• **Data extracts**
Content starts
extern crate headcount;

use std::path::PathBuf;
use std::sync::Arc;
use std::time::Instant;
use image::RgbImage;
use headcount::common::{InferenceDevice, ModelConfig, ModelVersion};
use headcount::detection_processing::count_people;
use headcount::fetch::ImageFetcher;
use headcount::pipeline::PersonCounter;

/// Model-backed checks. They need real weights, so they only run when
/// `HEADCOUNT_TEST_MODEL` points at an ONNX file. Optional:
/// `HEADCOUNT_TEST_ORT_LIB`, `HEADCOUNT_TEST_MODEL_VERSION`,
/// `HEADCOUNT_TEST_IMAGE` + `HEADCOUNT_TEST_PEOPLE`.
fn model_details() -> Option<ModelConfig> {
    let weights_path = PathBuf::from(std::env::var_os("HEADCOUNT_TEST_MODEL")?);
    let model_version = std::env::var("HEADCOUNT_TEST_MODEL_VERSION")
        .ok()
        .and_then(|v| v.parse::<ModelVersion>().ok())
        .unwrap_or_default();

    Some(ModelConfig {
        weights_path,
        ort_lib_path: std::env::var_os("HEADCOUNT_TEST_ORT_LIB").map(PathBuf::from),
        labels_path: None,
        inference_device: InferenceDevice::CPU,
        model_version,
        inference_size: 640,
        ..ModelConfig::default()
    })
}

#[tokio::test]
async fn blank_image_has_no_people() {
    let Some(model_details) = model_details() else {
        eprintln!("HEADCOUNT_TEST_MODEL not set, skipping");
        return;
    };

    let detector = headcount::init_detector(&model_details).expect("Failed to initialize YOLO model");
    let blank = RgbImage::from_pixel(960, 540, image::Rgb([255, 255, 255]));

    let now = Instant::now();
    let mut elapsed = now.elapsed();
    for i in 0..3 {
        assert_eq!(count_people(&detector, &blank).unwrap(), 0);
        println!("TIME | Total={:.2?} | {}th detection={:.2?}", now.elapsed(), i, now.elapsed() - elapsed);
        elapsed = now.elapsed();
    }
}

#[tokio::test]
async fn counts_people_in_sample_image() {
    let Some(model_details) = model_details() else {
        eprintln!("HEADCOUNT_TEST_MODEL not set, skipping");
        return;
    };
    let Some(image_path) = std::env::var_os("HEADCOUNT_TEST_IMAGE") else {
        eprintln!("HEADCOUNT_TEST_IMAGE not set, skipping");
        return;
    };
    let expected: usize = std::env::var("HEADCOUNT_TEST_PEOPLE")
        .ok()
        .and_then(|v| v.parse().ok())
        .expect("HEADCOUNT_TEST_PEOPLE must be set alongside HEADCOUNT_TEST_IMAGE");

    let detector = headcount::init_detector(&model_details).expect("Failed to initialize YOLO model");
    let counter = PersonCounter::new(Arc::new(detector), ImageFetcher::default());
    let image = image::open(&image_path).unwrap().to_rgb8();

    let now = Instant::now();
    let upright = headcount::run_detection(&counter, image.clone()).unwrap();
    println!("Counted {} people in {:.2?}", upright, now.elapsed());
    assert_eq!(upright, expected);

    // a sideways copy must be turned back and give the same count
    let sideways = image::imageops::rotate270(&image);
    assert_eq!(headcount::run_detection(&counter, sideways).unwrap(), expected);
}
#![allow(dead_code)]

use std::sync::atomic::{AtomicUsize, Ordering};
use image::{Rgb, RgbImage};
use headcount::common::Detection;
use headcount::{DetectError, Detector};

pub const MARKER: Rgb<u8> = Rgb([255, 0, 0]);
pub const CAR_CLASS: isize = 2;

/// Sees `people` persons only when the red marker pixel sits in the top-left
/// corner, i.e. when the image is "upright". Always sees one car.
pub struct MarkerDetector {
    pub people: usize,
    pub calls: AtomicUsize,
}

impl MarkerDetector {
    pub fn new(people: usize) -> Self {
        Self { people, calls: AtomicUsize::new(0) }
    }

    pub fn calls(&self) -> usize {
        self.calls.load(Ordering::SeqCst)
    }
}

impl Detector for MarkerDetector {
    fn detect(&self, image: &RgbImage) -> Result<Vec<Detection>, DetectError> {
        self.calls.fetch_add(1, Ordering::SeqCst);
        let mut detections = vec![Detection::default().with_class_id(CAR_CLASS).with_confidence(0.9)];
        if *image.get_pixel(0, 0) == MARKER {
            detections.extend(
                (0..self.people).map(|i| {
                    Detection::default()
                        .with_class_id(0)
                        .with_confidence(0.8)
                        .with_x1y1_wh(i as f32, 0.0, 1.0, 1.0)
                }),
            );
        }
        Ok(detections)
    }
}

/// Fails every call, like a broken model runtime.
pub struct FailingDetector;

impl Detector for FailingDetector {
    fn detect(&self, _image: &RgbImage) -> Result<Vec<Detection>, DetectError> {
        Err(anyhow::anyhow!("session run failed").into())
    }
}

/// 6x4 grey image with the marker at `(x, y)`.
pub fn marked_image(x: u32, y: u32) -> RgbImage {
    let mut image = RgbImage::from_pixel(6, 4, Rgb([90, 90, 90]));
    image.put_pixel(x, y, MARKER);
    image
}
use anyhow::Result;
use ndarray::{Array, IxDyn};

/// Model input/output tensor, wrapper over [`Array<f32, IxDyn>`]
#[derive(Debug, Clone, Default)]
pub struct X(pub Array<f32, IxDyn>);

impl From<Array<f32, IxDyn>> for X {
    fn from(x: Array<f32, IxDyn>) -> Self {
        Self(x)
    }
}

impl std::ops::Deref for X {
    type Target = Array<f32, IxDyn>;

    fn deref(&self) -> &Self::Target {
        &self.0
    }
}

/// Ordered, named collection of tensors exchanged with the engine.
#[derive(Debug, Clone, Default)]
pub struct Xs {
    names: Vec<String>,
    values: Vec<X>,
}

impl From<X> for Xs {
    fn from(x: X) -> Self {
        Self {
            names: vec![String::new()],
            values: vec![x],
        }
    }
}

impl std::ops::Index<usize> for Xs {
    type Output = X;

    fn index(&self, index: usize) -> &Self::Output {
        &self.values[index]
    }
}

impl Xs {
    pub fn new() -> Self {
        Default::default()
    }

    pub fn push_kv(&mut self, name: &str, x: X) -> Result<()> {
        if self.names.iter().any(|n| n == name) {
            anyhow::bail!("Duplicate tensor name: {name}");
        }
        self.names.push(name.to_string());
        self.values.push(x);
        Ok(())
    }

    pub fn len(&self) -> usize {
        self.values.len()
    }

    pub fn is_empty(&self) -> bool {
        self.values.is_empty()
    }

    pub fn iter(&self) -> std::slice::Iter<'_, X> {
        self.values.iter()
    }
}
use std::path::PathBuf;
use crate::common::inference_device::InferenceDevice;
use crate::common::model_version::ModelVersion;

/// Square side the image is letterboxed to before inference.
pub const DEFAULT_INFERENCE_SIZE: u32 = 1280;

/// COCO class id of "person".
pub const PERSON_CLASS_ID: isize = 0;

#[derive(Debug, Clone)]
pub struct ModelConfig {
    pub weights_path: PathBuf,
    pub ort_lib_path: Option<PathBuf>,
    pub labels_path: Option<PathBuf>,
    pub inference_device: InferenceDevice,
    pub model_version: ModelVersion,
    pub conf_threshold: f32,
    pub iou_threshold: f32,
    pub inference_size: u32,
    pub person_class_id: isize,
}

impl Default for ModelConfig {
    fn default() -> Self {
        Self {
            weights_path: PathBuf::from("yolov10l.onnx"),
            ort_lib_path: None,
            labels_path: None,
            inference_device: InferenceDevice::CPU,
            model_version: ModelVersion::YoloV10,
            conf_threshold: 0.25,
            iou_threshold: 0.7,
            inference_size: DEFAULT_INFERENCE_SIZE,
            person_class_id: PERSON_CLASS_ID,
        }
    }
}

impl ModelConfig {
    pub fn summary(&self) -> String {
        format!("Weights File Path: {}\n\
        Labels Path: {}\n\
        OnnxRuntime Lib Path: {}\n\
        Inference Device: {}\n\
        Model Version: {}\n\
        Model Input Resolution: {}x{}\n\
        Detection Threshold: {} | NMS IoU: {}\n\
        Person Class Id: {}",
                self.weights_path.display(),
                self.labels_path.as_ref().map(|p| p.display().to_string()).unwrap_or("-".into()),
                self.ort_lib_path.as_ref().map(|p| p.display().to_string()).unwrap_or("-".into()),
                self.inference_device, self.model_version,
                self.inference_size, self.inference_size,
                self.conf_threshold, self.iou_threshold,
                self.person_class_id)
    }
}
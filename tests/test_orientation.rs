extern crate headcount;

mod common;

use std::sync::Arc;
use image::imageops;
use headcount::detection_processing::count_people;
use headcount::error::CountError;
use headcount::fetch::ImageFetcher;
use headcount::orientation::{correct_orientation, probe_orientations};
use headcount::pipeline::PersonCounter;
use headcount::Orientation;
use common::{marked_image, FailingDetector, MarkerDetector, MARKER};

#[test]
fn upright_image_is_returned_untouched() {
    let detector = MarkerDetector::new(3);
    let image = marked_image(0, 0);

    let corrected = correct_orientation(&detector, image.clone()).unwrap();

    assert_eq!(corrected, image);
    assert_eq!(detector.calls(), 3);
}

#[test]
fn marker_bottom_left_turns_clockwise() {
    let detector = MarkerDetector::new(2);
    let image = marked_image(0, 3);

    let candidates = probe_orientations(&detector, &image).unwrap();
    let counts: Vec<_> = candidates.iter().map(|c| (c.orientation, c.person_count)).collect();
    assert_eq!(
        counts,
        vec![
            (Orientation::Original, 0),
            (Orientation::Clockwise, 2),
            (Orientation::CounterClockwise, 0),
        ]
    );

    let corrected = correct_orientation(&detector, image.clone()).unwrap();
    assert_eq!(corrected, imageops::rotate90(&image));
    assert_eq!((corrected.width(), corrected.height()), (4, 6));
    assert_eq!(*corrected.get_pixel(0, 0), MARKER);
}

#[test]
fn marker_top_right_turns_counter_clockwise() {
    let detector = MarkerDetector::new(1);
    let image = marked_image(5, 0);

    let corrected = correct_orientation(&detector, image.clone()).unwrap();

    assert_eq!(corrected, imageops::rotate270(&image));
    assert_eq!(*corrected.get_pixel(0, 0), MARKER);
}

#[test]
fn no_people_anywhere_keeps_original() {
    let detector = MarkerDetector::new(0);
    let image = marked_image(0, 3);

    let corrected = correct_orientation(&detector, image.clone()).unwrap();

    assert_eq!(corrected, image);
}

#[test]
fn other_classes_do_not_count() {
    let detector = MarkerDetector::new(0);
    assert_eq!(count_people(&detector, &marked_image(0, 0)).unwrap(), 0);

    let detector = MarkerDetector::new(4);
    assert_eq!(count_people(&detector, &marked_image(0, 0)).unwrap(), 4);
}

#[test]
fn counter_uses_four_detector_calls() {
    let detector = Arc::new(MarkerDetector::new(3));
    let counter = PersonCounter::new(detector.clone(), ImageFetcher::default());

    let count = counter.count_image(marked_image(0, 3)).unwrap();

    assert_eq!(count, 3);
    assert_eq!(detector.calls(), 4);
}

#[test]
fn detector_failure_surfaces_as_inference_error() {
    assert!(correct_orientation(&FailingDetector, marked_image(0, 0)).is_err());

    let counter = PersonCounter::new(Arc::new(FailingDetector), ImageFetcher::default());
    assert!(counter.count_image(marked_image(0, 0)).is_err());

    let err = CountError::from(counter.count_image(marked_image(0, 0)).unwrap_err());
    assert_eq!(err.kind(), "inference");
}
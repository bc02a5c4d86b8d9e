//! Downloading and decoding the source image.

use std::io::{Cursor, Read};
use std::time::Duration;
use image::{DynamicImage, ImageDecoder, ImageReader, RgbImage};
use url::Url;
use crate::error::{DecodeError, FetchError};

pub const DEFAULT_FETCH_TIMEOUT: Duration = Duration::from_secs(30);
pub const DEFAULT_MAX_IMAGE_BYTES: u64 = 64 * 1024 * 1024;

/// Blocking HTTP client for source images.
#[derive(Debug, Clone)]
pub struct ImageFetcher {
    agent: ureq::Agent,
    max_bytes: u64,
}

impl Default for ImageFetcher {
    fn default() -> Self {
        Self::new(DEFAULT_FETCH_TIMEOUT, DEFAULT_MAX_IMAGE_BYTES)
    }
}

impl ImageFetcher {
    pub fn new(timeout: Duration, max_bytes: u64) -> Self {
        let agent = ureq::AgentBuilder::new()
            .timeout(timeout)
            .user_agent(concat!("headcount/", env!("CARGO_PKG_VERSION")))
            .build();
        Self { agent, max_bytes }
    }

    pub fn max_bytes(&self) -> u64 {
        self.max_bytes
    }

    /// GETs `image_url` and returns the body. Non-2xx statuses are errors.
    pub fn fetch(&self, image_url: &str) -> Result<Vec<u8>, FetchError> {
        let url = Url::parse(image_url)?;
        if !matches!(url.scheme(), "http" | "https") {
            return Err(FetchError::UnsupportedScheme(url.scheme().to_string()));
        }

        let response = match self.agent.request_url("GET", &url).call() {
            Ok(response) => response,
            Err(ureq::Error::Status(code, _)) => return Err(FetchError::Status(code)),
            Err(ureq::Error::Transport(transport)) => return Err(FetchError::Transport(Box::new(transport))),
        };

        if let Some(len) = response
            .header("Content-Length")
            .and_then(|v| v.parse::<u64>().ok())
        {
            if len > self.max_bytes {
                return Err(FetchError::TooLarge { limit: self.max_bytes });
            }
        }

        let mut bytes = Vec::new();
        response
            .into_reader()
            .take(self.max_bytes + 1)
            .read_to_end(&mut bytes)?;
        if bytes.len() as u64 > self.max_bytes {
            return Err(FetchError::TooLarge { limit: self.max_bytes });
        }

        log::debug!("Fetched {} bytes from {}", bytes.len(), image_url);
        Ok(bytes)
    }
}

/// Decodes any format the `image` crate recognises into an RGB buffer,
/// upright according to its EXIF orientation tag.
pub fn decode_image(bytes: &[u8]) -> Result<RgbImage, DecodeError> {
    let mut decoder = ImageReader::new(Cursor::new(bytes))
        .with_guessed_format()
        .map_err(image::ImageError::IoError)?
        .into_decoder()?;
    let orientation = decoder.orientation()?;
    let mut image = DynamicImage::from_decoder(decoder)?;
    image.apply_orientation(orientation);
    if image.width() == 0 || image.height() == 0 {
        return Err(DecodeError::ZeroDimensions);
    }
    Ok(image.to_rgb8())
}

#[cfg(test)]
mod tests {
    use super::*;

    #[test]
    fn rejects_non_http_urls() {
        let fetcher = ImageFetcher::default();
        assert!(matches!(fetcher.fetch("not a url"), Err(FetchError::InvalidUrl(_))));
        assert!(matches!(
            fetcher.fetch("file:///etc/passwd"),
            Err(FetchError::UnsupportedScheme(s)) if s == "file"
        ));
    }

    #[test]
    fn decodes_png_and_rejects_text() {
        let source = RgbImage::from_pixel(4, 3, image::Rgb([10, 20, 30]));
        let mut png = Cursor::new(Vec::new());
        source.write_to(&mut png, image::ImageFormat::Png).unwrap();

        let decoded = decode_image(png.get_ref()).unwrap();
        assert_eq!(decoded, source);

        assert!(matches!(decode_image(b"<html>nope</html>"), Err(DecodeError::Image(_))));
    }

    /// APP1 segment carrying a big-endian TIFF IFD with a single Orientation entry.
    fn exif_app1(orientation: u16) -> Vec<u8> {
        let mut payload = b"Exif\0\0MM\0\x2a\0\0\0\x08".to_vec();
        payload.extend_from_slice(&[0x00, 0x01]);
        payload.extend_from_slice(&[0x01, 0x12, 0x00, 0x03, 0x00, 0x00, 0x00, 0x01]);
        payload.extend_from_slice(&orientation.to_be_bytes());
        payload.extend_from_slice(&[0x00, 0x00]);
        payload.extend_from_slice(&[0x00, 0x00, 0x00, 0x00]);

        let mut segment = vec![0xFF, 0xE1];
        segment.extend_from_slice(&((payload.len() + 2) as u16).to_be_bytes());
        segment.extend_from_slice(&payload);
        segment
    }

    #[test]
    fn applies_exif_orientation() {
        let source = RgbImage::from_pixel(8, 4, image::Rgb([200, 120, 40]));
        let mut jpeg = Cursor::new(Vec::new());
        source.write_to(&mut jpeg, image::ImageFormat::Jpeg).unwrap();
        let jpeg = jpeg.into_inner();
        assert_eq!(&jpeg[..2], &[0xFF, 0xD8]);

        let plain = decode_image(&jpeg).unwrap();
        assert_eq!(plain.dimensions(), (8, 4));

        // orientation 6: stored sideways, display rotated 90° clockwise
        let mut tagged = jpeg[..2].to_vec();
        tagged.extend_from_slice(&exif_app1(6));
        tagged.extend_from_slice(&jpeg[2..]);

        let decoded = decode_image(&tagged).unwrap();
        assert_eq!(decoded.dimensions(), (4, 8));

        let mut upside_down = jpeg[..2].to_vec();
        upside_down.extend_from_slice(&exif_app1(3));
        upside_down.extend_from_slice(&jpeg[2..]);
        assert_eq!(decode_image(&upside_down).unwrap().dimensions(), (8, 4));
    }
}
Content ends
• **Your instructions**
Pull out all lines in the data above that include "plain".

• **Answer space**
        let plain = decode_image(&jpeg).unwrap();
        assert_eq!(plain.dimensions(), (8, 4));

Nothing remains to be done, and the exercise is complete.